▶ _Task goal_: Start at the first line of the material. Repeat each line exactly through the one containing "use uuid::Uuid;", then stop.

▶ _Data_:

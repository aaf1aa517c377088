//! Chat service - the request handler.
//!
//! Orchestration only: trim, append the user entry, ask the responder for a
//! reply, append it, persist. Updates to one session are serialized by a
//! per-session lock so concurrent submits never interleave or lose entries.

use rand::rngs::StdRng;
use rand::SeedableRng;
use std::collections::HashMap;
use std::sync::Arc;
use tokio::sync::{Mutex, OwnedMutexGuard};
use tracing::{debug, info, instrument, warn};
use uuid::Uuid;

use crate::brain::Responder;
use crate::config::AppConfig;
use crate::error::AppError;
use crate::models::Speaker;
use crate::rate_limiter::RateLimiter;
use crate::session::{SessionStore, Transcript};

const MAX_SESSION_ID_LEN: usize = 128;

/// Generates a fresh opaque session id.
pub fn new_session_id() -> String {
    Uuid::new_v4().to_string()
}

/// Session ids are opaque, but must be short and URL-safe.
pub fn validate_session_id(session_id: &str) -> Result<(), AppError> {
    let valid = !session_id.is_empty()
        && session_id.len() <= MAX_SESSION_ID_LEN
        && session_id
            .chars()
            .all(|c| c.is_ascii_alphanumeric() || c == '-' || c == '_');

    if valid {
        Ok(())
    } else {
        Err(AppError::Validation(format!(
            "invalid session id (1-{} characters of [A-Za-z0-9_-])",
            MAX_SESSION_ID_LEN
        )))
    }
}

struct LockEntry {
    lock: Arc<Mutex<()>>,
    /// Holders plus waiters; the entry goes away when this reaches zero.
    users: usize,
}

/// One async mutex per active session id.
#[derive(Default)]
struct SessionLocks {
    entries: std::sync::Mutex<HashMap<String, LockEntry>>,
}

impl SessionLocks {
    async fn acquire(&self, session_id: &str) -> SessionLockGuard<'_> {
        let lock = {
            let mut entries = self.entries.lock().unwrap_or_else(|e| e.into_inner());
            let entry = entries
                .entry(session_id.to_string())
                .or_insert_with(|| LockEntry {
                    lock: Arc::new(Mutex::new(())),
                    users: 0,
                });
            entry.users += 1;
            entry.lock.clone()
        };

        // Registered before waiting so a cancelled wait still gives back its slot.
        let mut guard = SessionLockGuard {
            locks: self,
            session_id: session_id.to_string(),
            held: None,
        };
        guard.held = Some(lock.lock_owned().await);
        guard
    }

    fn release(&self, session_id: &str) {
        let mut entries = self.entries.lock().unwrap_or_else(|e| e.into_inner());
        let idle = match entries.get_mut(session_id) {
            Some(entry) => {
                entry.users = entry.users.saturating_sub(1);
                entry.users == 0
            }
            None => false,
        };
        if idle {
            entries.remove(session_id);
        }
    }

    #[cfg(test)]
    fn tracked(&self) -> usize {
        self.entries.lock().unwrap_or_else(|e| e.into_inner()).len()
    }
}

/// Holds a session's lock. Dropping it unlocks and forgets idle sessions,
/// including when the request future is cancelled mid-wait.
struct SessionLockGuard<'a> {
    locks: &'a SessionLocks,
    session_id: String,
    held: Option<OwnedMutexGuard<()>>,
}

impl Drop for SessionLockGuard<'_> {
    fn drop(&mut self) {
        self.held.take();
        self.locks.release(&self.session_id);
    }
}

/// Entry point for all chat operations
pub struct ChatService {
    store: Arc<dyn SessionStore>,
    responder: Responder,
    rng: Mutex<StdRng>,
    limiter: Mutex<RateLimiter>,
    locks: SessionLocks,
    max_message_len: usize,
}

impl ChatService {
    pub fn new(store: Arc<dyn SessionStore>, config: &AppConfig) -> Self {
        let rng = match config.reply_seed {
            Some(seed) => {
                info!("Reply selection seeded with {}", seed);
                StdRng::seed_from_u64(seed)
            }
            None => StdRng::from_entropy(),
        };

        Self {
            store,
            responder: Responder::new(),
            rng: Mutex::new(rng),
            limiter: Mutex::new(RateLimiter::new(config.rate_limit, config.rate_window())),
            locks: SessionLocks::default(),
            max_message_len: config.max_message_len,
        }
    }

    /// Processes one user message and returns the updated transcript.
    ///
    /// Blank input is ignored: the transcript is returned unchanged and no
    /// reply is generated.
    #[instrument(skip(self, message), fields(message_len = message.len()))]
    pub async fn submit(&self, session_id: &str, message: &str) -> Result<Transcript, AppError> {
        validate_session_id(session_id)?;

        let message = message.trim();
        if message.is_empty() {
            debug!("Ignoring empty message");
            return self.store.load(session_id).await;
        }

        let char_count = message.chars().count();
        if char_count > self.max_message_len {
            return Err(AppError::Validation(format!(
                "message is {} characters, limit is {}",
                char_count, self.max_message_len
            )));
        }

        if !self.limiter.lock().await.check(session_id) {
            warn!("Rate limit exceeded");
            return Err(AppError::RateLimited);
        }

        let _guard = self.locks.acquire(session_id).await;
        self.append_exchange(session_id, message).await
    }

    async fn append_exchange(&self, session_id: &str, message: &str) -> Result<Transcript, AppError> {
        let mut transcript = self.store.load(session_id).await?;
        transcript.push(Speaker::User, message);

        let reply = {
            let mut rng = self.rng.lock().await;
            self.responder.respond(message, &mut *rng)
        };
        info!(intent = %reply.intent.intent, "Replying");
        transcript.push(Speaker::Assistant, reply.text);

        self.store.save(session_id, transcript.clone()).await?;
        Ok(transcript)
    }

    /// Clears the session's transcript.
    #[instrument(skip(self))]
    pub async fn reset(&self, session_id: &str) -> Result<Transcript, AppError> {
        validate_session_id(session_id)?;

        let _guard = self.locks.acquire(session_id).await;
        let transcript = self.clear_transcript(session_id).await?;

        info!("Transcript reset");
        Ok(transcript)
    }

    async fn clear_transcript(&self, session_id: &str) -> Result<Transcript, AppError> {
        let mut transcript = self.store.load(session_id).await?;
        transcript.clear();
        self.store.save(session_id, transcript.clone()).await?;
        Ok(transcript)
    }

    /// Read-only snapshot of the session's transcript.
    pub async fn transcript(&self, session_id: &str) -> Result<Transcript, AppError> {
        validate_session_id(session_id)?;
        self.store.load(session_id).await
    }

    /// Housekeeping for the rate limiter, called from the server's sweeper.
    pub async fn prune_rate_limits(&self) -> usize {
        self.limiter.lock().await.prune()
    }
}

#[cfg(test)]
mod tests {
    use super::*;
    use crate::session::MemorySessionStore;
    use std::num::NonZeroUsize;
    use std::time::Duration;

    fn service() -> ChatService {
        let store = Arc::new(MemorySessionStore::new(
            NonZeroUsize::new(16).unwrap(),
            Duration::from_secs(60),
        ));
        let config = AppConfig {
            reply_seed: Some(7),
            ..AppConfig::default()
        };
        ChatService::new(store, &config)
    }

    #[test]
    fn test_session_id_validation() {
        assert!(validate_session_id("abc-123_DEF").is_ok());
        assert!(validate_session_id(&new_session_id()).is_ok());
        assert!(validate_session_id("").is_err());
        assert!(validate_session_id("a/b").is_err());
        assert!(validate_session_id(&"x".repeat(129)).is_err());
    }

    #[tokio::test]
    async fn test_submit_trims_and_appends_pair() {
        let chat = service();
        let transcript = chat.submit("s1", "   Calculate 12 + 7  ").await.unwrap();

        assert_eq!(transcript.len(), 2);
        assert_eq!(transcript.entries()[0].text, "Calculate 12 + 7");
        assert_eq!(transcript.entries()[1].text, "The answer is: 19");
    }

    #[tokio::test]
    async fn test_message_too_long() {
        let chat = service();
        let long = "a".repeat(AppConfig::default().max_message_len + 1);
        assert!(matches!(
            chat.submit("s1", &long).await,
            Err(AppError::Validation(_))
        ));
        assert!(chat.transcript("s1").await.unwrap().is_empty());
    }

    #[tokio::test]
    async fn test_locks_are_released() {
        let chat = service();
        chat.submit("s1", "hello").await.unwrap();
        chat.reset("s1").await.unwrap();
        assert_eq!(chat.locks.tracked(), 0);
    }

    #[tokio::test]
    async fn test_cancelled_submit_releases_lock() {
        let chat = service();
        let held = chat.locks.acquire("s1").await;

        let waited = tokio::time::timeout(Duration::from_millis(20), chat.submit("s1", "hello")).await;
        assert!(waited.is_err(), "submit should still be waiting on the lock");
        assert_eq!(chat.locks.tracked(), 1);

        drop(held);
        assert_eq!(chat.locks.tracked(), 0);
        assert!(chat.transcript("s1").await.unwrap().is_empty());

        for i in 0..100 {
            let guard = chat.locks.acquire(&format!("client-{}", i)).await;
            drop(guard);
        }
        assert_eq!(chat.locks.tracked(), 0);
    }

    #[tokio::test]
    async fn test_locks_tracked_per_session() {
        let chat = service();
        let first = chat.locks.acquire("s1").await;
        let second = chat.locks.acquire("s2").await;
        assert_eq!(chat.locks.tracked(), 2);

        drop(first);
        assert_eq!(chat.locks.tracked(), 1);
        drop(second);
        assert_eq!(chat.locks.tracked(), 0);
    }
}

▶ _Reply_:
repository aaf1aa517c377088
//! Chat service - the request handler.
//!
//! Orchestration only: trim, append the user entry, ask the responder for a
//! reply, append it, persist. Updates to one session are serialized by a
//! per-session lock so concurrent submits never interleave or lose entries.

use rand::rngs::StdRng;
use rand::SeedableRng;
use std::collections::HashMap;
use std::sync::Arc;
use tokio::sync::{Mutex, OwnedMutexGuard};
use tracing::{debug, info, instrument, warn};
use uuid::Uuid;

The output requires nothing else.